Look through the data below for the line with "to send HTTP" and the line with "fn from(error: reqwest::Error)", then output those two and all lines in between, exactly as written.

[Collection entries]:
────────────────────────────────────────

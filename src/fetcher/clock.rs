//! Time source for the unbounded upper bound of a fetch.

use chrono::Utc;
use std::sync::atomic::{AtomicI64, Ordering};

/// Source of "now" in epoch milliseconds
pub trait Clock: Send + Sync {
    fn now_millis(&self) -> i64;
}

/// Wall clock
#[derive(Debug, Default, Clone, Copy)]
pub struct SystemClock;

impl Clock for SystemClock {
    fn now_millis(&self) -> i64 {
        Utc::now().timestamp_millis()
    }
}

/// Clock that only moves when told to, optionally stepping on every read
#[derive(Debug)]
pub struct ManualClock {
    now: AtomicI64,
    step: AtomicI64,
}

impl ManualClock {
    pub fn new(now: i64) -> Self {
        Self {
            now: AtomicI64::new(now),
            step: AtomicI64::new(0),
        }
    }

    /// Advance by `step` milliseconds after every read
    pub fn stepping(now: i64, step: i64) -> Self {
        Self {
            now: AtomicI64::new(now),
            step: AtomicI64::new(step),
        }
    }

    pub fn advance(&self, millis: i64) {
        self.now.fetch_add(millis, Ordering::SeqCst);
    }
}

impl Clock for ManualClock {
    fn now_millis(&self) -> i64 {
        let step = self.step.load(Ordering::SeqCst);
        self.now.fetch_add(step, Ordering::SeqCst)
    }
}
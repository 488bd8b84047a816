//! Multi-source merge.

use crate::event::{LogEvent, LogTarget};
use std::sync::Arc;

/// Tag each batch with its target, concatenate in the given order and stable-sort by
/// timestamp. Same-target order is preserved and cross-target ties resolve by batch order.
pub fn merge_batches(batches: Vec<(Arc<LogTarget>, Vec<LogEvent>)>) -> Vec<LogEvent> {
    let total = batches.iter().map(|(_, events)| events.len()).sum();
    let mut merged = Vec::with_capacity(total);
    for (target, events) in batches {
        merged.extend(
            events
                .into_iter()
                .map(|event| event.tagged(Arc::clone(&target))),
        );
    }
    merged.sort_by_key(|event| event.timestamp);
    merged
}
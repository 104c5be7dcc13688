//! Discord as a paginated message source

pub mod client;
pub mod wire;

pub use client::DiscordClient;
//! Pipeline orchestration and the Lambda handler that triggers it

pub mod handler;
pub mod pipeline;
pub mod report;

// Re-export the main handler for convenience
pub use handler::handler;
//! Configuration and the domain types shared by the fetch and summarize stages

pub mod config;
pub mod models;
use std::time::Duration;
use thiserror::Error;

#[derive(Debug, Clone, PartialEq, Eq, Error)]
pub enum RecapError {
    #[error("Invalid configuration: {0}")]
    ConfigError(String),

    #[error("Failed to read from message source: {0}")]
    SourceError(String),

    #[error("Message source rate limited, retry after {retry_after:?}")]
    RateLimited { retry_after: Duration },

    #[error("Completion service unavailable: {0}")]
    ServiceUnavailable(String),

    #[error("Malformed completion response: {0}")]
    MalformedResponse(String),

    #[error("Failed to send HTTP request: {0}")]
    HttpError(String),

    #[error("Failed to parse payload: {0}")]
    ParseError(String),
}

impl From<reqwest::Error> for RecapError {
    fn from(error: reqwest::Error) -> Self {
        RecapError::HttpError(error.to_string())
    }
}

impl From<serde_json::Error> for RecapError {
    fn from(error: serde_json::Error) -> Self {
        RecapError::ParseError(error.to_string())
    }
}
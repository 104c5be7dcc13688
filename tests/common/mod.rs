#![allow(dead_code)]

use async_trait::async_trait;
use chrono::{DateTime, Duration as ChronoDuration, TimeZone, Utc};
use openai_api_rs::v1::chat_completion::Content;
use recap::RecapError;
use recap::collect::{MessageSource, PageOutcome};
use recap::core::models::Message;
use recap::summarize::{CompletionRequest, CompletionService};
use std::collections::{HashMap, VecDeque};
use std::sync::Mutex;
use std::time::Duration;

pub fn base_time() -> DateTime<Utc> {
    Utc.with_ymd_and_hms(2024, 3, 8, 12, 0, 0).unwrap()
}

/// `count` messages, newest first, one minute apart starting at `base_time()`.
/// Ids count down so that a higher id is newer, like Discord snowflakes.
pub fn history(count: usize) -> Vec<Message> {
    (0..count)
        .map(|i| Message {
            id: format!("{}", 100_000 - i),
            content: format!("message {i}"),
            author: format!("user{}", i % 3),
            timestamp: base_time() - ChronoDuration::minutes(i as i64),
        })
        .collect()
}

/// Serves a static newest-first history the way a paginated API would.
pub struct HistorySource {
    messages: Vec<Message>,
    pub requests: Mutex<Vec<Option<String>>>,
}

impl HistorySource {
    pub fn new(messages: Vec<Message>) -> Self {
        Self {
            messages,
            requests: Mutex::new(Vec::new()),
        }
    }

    pub fn request_count(&self) -> usize {
        self.requests.lock().unwrap().len()
    }
}

#[async_trait]
impl MessageSource for HistorySource {
    async fn list_messages(
        &self,
        _channel_id: &str,
        page_size: u8,
        before: Option<&str>,
    ) -> PageOutcome {
        self.requests
            .lock()
            .unwrap()
            .push(before.map(str::to_string));

        let start = match before {
            None => 0,
            Some(id) => match self.messages.iter().position(|m| m.id == id) {
                Some(pos) => pos + 1,
                None => {
                    return PageOutcome::Failed {
                        status: Some(400),
                        error: RecapError::SourceError(format!("unknown message id {id}")),
                    };
                }
            },
        };

        let page = self
            .messages
            .iter()
            .skip(start)
            .take(usize::from(page_size))
            .cloned()
            .collect();
        PageOutcome::Page(page)
    }
}

/// Replays a fixed list of outcomes, then reports end of history.
pub struct ScriptedSource {
    script: Mutex<VecDeque<PageOutcome>>,
    pub requests: Mutex<Vec<Option<String>>>,
}

impl ScriptedSource {
    pub fn new(script: Vec<PageOutcome>) -> Self {
        Self {
            script: Mutex::new(script.into()),
            requests: Mutex::new(Vec::new()),
        }
    }

    pub fn requests(&self) -> Vec<Option<String>> {
        self.requests.lock().unwrap().clone()
    }
}

#[async_trait]
impl MessageSource for ScriptedSource {
    async fn list_messages(
        &self,
        _channel_id: &str,
        _page_size: u8,
        before: Option<&str>,
    ) -> PageOutcome {
        self.requests
            .lock()
            .unwrap()
            .push(before.map(str::to_string));
        self.script
            .lock()
            .unwrap()
            .pop_front()
            .unwrap_or(PageOutcome::Page(Vec::new()))
    }
}

/// Per-channel histories, each answered after a fixed delay.
pub struct ChannelMapSource {
    channels: HashMap<String, (Duration, Vec<Message>)>,
}

impl ChannelMapSource {
    pub fn new(channels: Vec<(&str, Duration, Vec<Message>)>) -> Self {
        Self {
            channels: channels
                .into_iter()
                .map(|(id, delay, messages)| (id.to_string(), (delay, messages)))
                .collect(),
        }
    }
}

#[async_trait]
impl MessageSource for ChannelMapSource {
    async fn list_messages(
        &self,
        channel_id: &str,
        page_size: u8,
        before: Option<&str>,
    ) -> PageOutcome {
        let Some((delay, messages)) = self.channels.get(channel_id) else {
            return PageOutcome::Failed {
                status: Some(404),
                error: RecapError::SourceError("Unknown Channel".to_string()),
            };
        };

        tokio::time::sleep(*delay).await;

        let start = before
            .and_then(|id| messages.iter().position(|m| m.id == id))
            .map_or(0, |pos| pos + 1);
        PageOutcome::Page(
            messages
                .iter()
                .skip(start)
                .take(usize::from(page_size))
                .cloned()
                .collect(),
        )
    }
}

/// What the fake completion service saw.
#[derive(Debug, Clone)]
pub struct RecordedRequest {
    pub model: String,
    pub temperature: f64,
    pub turns: usize,
    pub user_payload: String,
}

type Responder = Box<dyn Fn(&RecordedRequest) -> Result<Vec<String>, RecapError> + Send + Sync>;

pub struct FakeCompletionService {
    responder: Responder,
    pub requests: Mutex<Vec<RecordedRequest>>,
}

impl FakeCompletionService {
    pub fn new<F>(responder: F) -> Self
    where
        F: Fn(&RecordedRequest) -> Result<Vec<String>, RecapError> + Send + Sync + 'static,
    {
        Self {
            responder: Box::new(responder),
            requests: Mutex::new(Vec::new()),
        }
    }

    pub fn replying(choices: Vec<&str>) -> Self {
        let choices: Vec<String> = choices.into_iter().map(str::to_string).collect();
        Self::new(move |_| Ok(choices.clone()))
    }

    pub fn call_count(&self) -> usize {
        self.requests.lock().unwrap().len()
    }
}

#[async_trait]
impl CompletionService for FakeCompletionService {
    async fn create_completion(
        &self,
        request: CompletionRequest,
    ) -> Result<Vec<String>, RecapError> {
        let user_payload = request
            .messages
            .last()
            .map(|m| match &m.content {
                Content::Text(text) => text.clone(),
                Content::ImageUrl(_) => String::new(),
            })
            .unwrap_or_default();

        let recorded = RecordedRequest {
            model: request.model.clone(),
            temperature: request.temperature,
            turns: request.messages.len(),
            user_payload,
        };
        self.requests.lock().unwrap().push(recorded.clone());

        (self.responder)(&recorded)
    }
}
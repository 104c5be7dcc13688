//! Two-stage recap pipeline: collect, then summarize, per channel.
//!
//! Channels run concurrently; the returned outcomes follow the configured
//! channel order regardless of which channel finishes first.

use chrono::{DateTime, TimeDelta, Utc};
use futures::future::join_all;
use tracing::{Instrument, error, info, info_span};

use crate::collect::{MessageSource, fetch_messages};
use crate::core::config::PipelineConfig;
use crate::core::models::{Channel, ChannelOutcome};
use crate::summarize::{CompletionService, summarize};

/// Oldest instant still inside a `lookback_days` window ending at `now`.
/// Windows reaching past the representable range start at the earliest instant.
#[must_use]
pub fn cutoff_for(now: DateTime<Utc>, lookback_days: u32) -> DateTime<Utc> {
    TimeDelta::try_days(i64::from(lookback_days))
        .and_then(|window| now.checked_sub_signed(window))
        .unwrap_or(DateTime::<Utc>::MIN_UTC)
}

/// Collect and summarize a single channel.
pub async fn run_channel<S, C>(
    source: &S,
    service: &C,
    channel: &Channel,
    cutoff: DateTime<Utc>,
    config: &PipelineConfig,
) -> ChannelOutcome
where
    S: MessageSource + ?Sized,
    C: CompletionService + ?Sized,
{
    let messages = fetch_messages(source, channel, cutoff, &config.fetch).await;

    if messages.is_empty() {
        info!(channel = %channel.name, "No messages in window, skipping summary");
        return ChannelOutcome {
            channel: channel.clone(),
            message_count: 0,
            result: Ok(Vec::new()),
        };
    }

    let result = summarize(service, &messages, config).await;
    if let Err(e) = &result {
        error!(channel = %channel.name, "Failed to summarize channel: {}", e);
    }

    ChannelOutcome {
        channel: channel.clone(),
        message_count: messages.len(),
        result,
    }
}

/// Run every configured channel concurrently and join the outcomes in configuration order.
pub async fn run_pipeline<S, C>(
    source: &S,
    service: &C,
    config: &PipelineConfig,
    now: DateTime<Utc>,
) -> Vec<ChannelOutcome>
where
    S: MessageSource + ?Sized,
    C: CompletionService + ?Sized,
{
    let cutoff = cutoff_for(now, config.lookback_days);
    info!(
        "Recapping {} channels since {}",
        config.channels.len(),
        cutoff.to_rfc3339()
    );

    let runs = config.channels.iter().map(|channel| {
        run_channel(source, service, channel, cutoff, config)
            .instrument(info_span!("channel", channel = %channel.name, channel_id = %channel.id))
    });

    join_all(runs).await
}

────────────────────────────────────────

[Result of this task]:
    #[error("Failed to send HTTP request: {0}")]
    HttpError(String),

    #[error("Failed to parse payload: {0}")]
    ParseError(String),
}

impl From<reqwest::Error> for RecapError {
    fn from(error: reqwest::Error) -> Self {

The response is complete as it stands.